From: Filipe Manana <fdmanana@suse.com>

When calling btrfs_is_data_extent_shared() we pass two ulists that were
allocated by the caller. This is because the single caller, fiemap, calls
btrfs_is_data_extent_shared() multiple times and the ulists can be reused,
instead of allocating new ones before each call and freeing them after
each call.

Now that we have a context structure/object that we pass to
btrfs_is_data_extent_shared(), we can move those ulists to it, and hide
their allocation and the context's allocation in a helper function, as
well as the freeing of the ulists and the context object.
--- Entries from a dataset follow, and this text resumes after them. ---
//! Error types for endpoints and the WebSocket engine

use std::fmt;
use std::io;

/// Result type alias for endpoint and WebSocket operations
pub type Result<T> = std::result::Result<T, Error>;

/// Error types
///
/// Every variant except [`Error::Timeout`] leaves the endpoint that produced it
/// invalid.
#[derive(Debug)]
pub enum Error {
    /// I/O error from the underlying handle
    Io(io::Error),
    /// Malformed WebSocket frame
    InvalidFrame(&'static str),
    /// Protocol violation
    Protocol(&'static str),
    /// Peer closed the connection, or the endpoint was already closed
    ConnectionClosed,
    /// Connection reset by peer
    ConnectionReset,
    /// Would block (non-blocking handle)
    WouldBlock,
    /// Readiness did not arrive within the requested timeout
    Timeout,
    /// Message too large
    MessageTooLarge,
    /// Frame too large
    FrameTooLarge,
    /// Invalid HTTP request or response head
    InvalidHttp(&'static str),
    /// Handshake failed
    HandshakeFailed(&'static str),
}

impl Error {
    /// Whether the operation merely ran out of time
    #[inline]
    pub fn is_timeout(&self) -> bool {
        matches!(self, Error::Timeout)
    }

    /// Whether the error means the peer went away
    #[inline]
    pub fn is_closed(&self) -> bool {
        matches!(self, Error::ConnectionClosed | Error::ConnectionReset)
    }
}

impl fmt::Display for Error {
    fn fmt(&self, f: &mut fmt::Formatter<'_>) -> fmt::Result {
        match self {
            Error::Io(e) => write!(f, "I/O error: {}", e),
            Error::InvalidFrame(msg) => write!(f, "Invalid frame: {}", msg),
            Error::Protocol(msg) => write!(f, "Protocol error: {}", msg),
            Error::ConnectionClosed => write!(f, "Connection closed"),
            Error::ConnectionReset => write!(f, "Connection reset by peer"),
            Error::WouldBlock => write!(f, "Would block"),
            Error::Timeout => write!(f, "Timed out"),
            Error::MessageTooLarge => write!(f, "Message too large"),
            Error::FrameTooLarge => write!(f, "Frame too large"),
            Error::InvalidHttp(msg) => write!(f, "Invalid HTTP: {}", msg),
            Error::HandshakeFailed(msg) => write!(f, "Handshake failed: {}", msg),
        }
    }
}

impl std::error::Error for Error {
    fn source(&self) -> Option<&(dyn std::error::Error + 'static)> {
        match self {
            Error::Io(e) => Some(e),
            _ => None,
        }
    }
}

impl From<io::Error> for Error {
    fn from(e: io::Error) -> Self {
        match e.kind() {
            io::ErrorKind::WouldBlock => Error::WouldBlock,
            io::ErrorKind::TimedOut => Error::Timeout,
            io::ErrorKind::ConnectionReset => Error::ConnectionReset,
            io::ErrorKind::BrokenPipe => Error::ConnectionClosed,
            io::ErrorKind::UnexpectedEof => Error::ConnectionClosed,
            _ => Error::Io(e),
        }
    }
}

impl From<Error> for io::Error {
    fn from(e: Error) -> Self {
        match e {
            Error::Io(e) => e,
            Error::WouldBlock => io::Error::new(io::ErrorKind::WouldBlock, "would block"),
            Error::Timeout => io::Error::new(io::ErrorKind::TimedOut, "timed out"),
            Error::ConnectionReset => {
                io::Error::new(io::ErrorKind::ConnectionReset, "connection reset")
            }
            Error::ConnectionClosed => {
                io::Error::new(io::ErrorKind::UnexpectedEof, "connection closed")
            }
            other => io::Error::other(other.to_string()),
        }
    }
}
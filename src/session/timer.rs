use super::mode::FocusMode;

#[derive(Debug, Clone, Copy, PartialEq, Eq)]
pub enum TimerEvent {
    Completed,
}

/// Countdown state for the active program. The app owns a single 1 Hz
/// interval and forwards its ticks here, so toggling the session on and off
/// never stacks timers; completion fires exactly once per run.
#[derive(Debug, Clone)]
pub struct FocusTimer {
    mode: FocusMode,
    remaining: u64,
    active: bool,
    completed: bool,
}

impl FocusTimer {
    pub fn new(mode: FocusMode) -> Self {
        Self {
            mode,
            remaining: mode.duration_seconds(),
            active: false,
            completed: false,
        }
    }

    pub fn mode(&self) -> FocusMode {
        self.mode
    }

    pub fn remaining(&self) -> u64 {
        self.remaining
    }

    pub fn total(&self) -> u64 {
        self.mode.duration_seconds()
    }

    pub fn is_active(&self) -> bool {
        self.active
    }

    /// Fraction of the program still ahead, for the meter ring.
    pub fn fraction_remaining(&self) -> f64 {
        let total = self.total();
        if total == 0 {
            0.0
        } else {
            self.remaining as f64 / total as f64
        }
    }

    /// Switching programs cancels any running session and rewinds the
    /// countdown to the new program's length, so a completion is always
    /// attributed to the program it actually ran.
    pub fn set_mode(&mut self, mode: FocusMode) {
        self.active = false;
        self.mode = mode;
        self.remaining = mode.duration_seconds();
        self.completed = false;
    }

    pub fn start(&mut self) {
        if self.remaining == 0 {
            self.remaining = self.mode.duration_seconds();
        }
        self.active = true;
        self.completed = false;
    }

    pub fn stop(&mut self) {
        self.active = false;
        self.remaining = self.mode.duration_seconds();
    }

    pub fn toggle(&mut self) {
        if self.active {
            self.stop();
        } else {
            self.start();
        }
    }

    pub fn tick(&mut self) -> Option<TimerEvent> {
        if !self.active || self.remaining == 0 {
            return None;
        }
        self.remaining -= 1;
        if self.remaining == 0 && !self.completed {
            self.completed = true;
            self.active = false;
            return Some(TimerEvent::Completed);
        }
        None
    }
}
This allows to
reduce the number of parameters passed to btrfs_is_data_extent_shared(),
the need to pass the ulists from extent_fiemap() to fiemap_process_hole()
and having the caller deal with allocating and releasing the ulists.

Also rename one of the ulists from 'tmp' / 'tmp_ulist' to 'refs', since
that's a much better name as it reflects what the list is used for (and
matching the argument name for find_parent_nodes()).

Signed-off-by: Filipe Manana <fdmanana@suse.com>
---
 fs/btrfs/backref.c   | 43 ++++++++++++++++++++++++++++++++-----------
 fs/btrfs/backref.h   |  7 ++++++-
 fs/btrfs/extent_io.c | 34 ++++++++++------------------------
 3 files changed, 48 insertions(+), 36 deletions(-)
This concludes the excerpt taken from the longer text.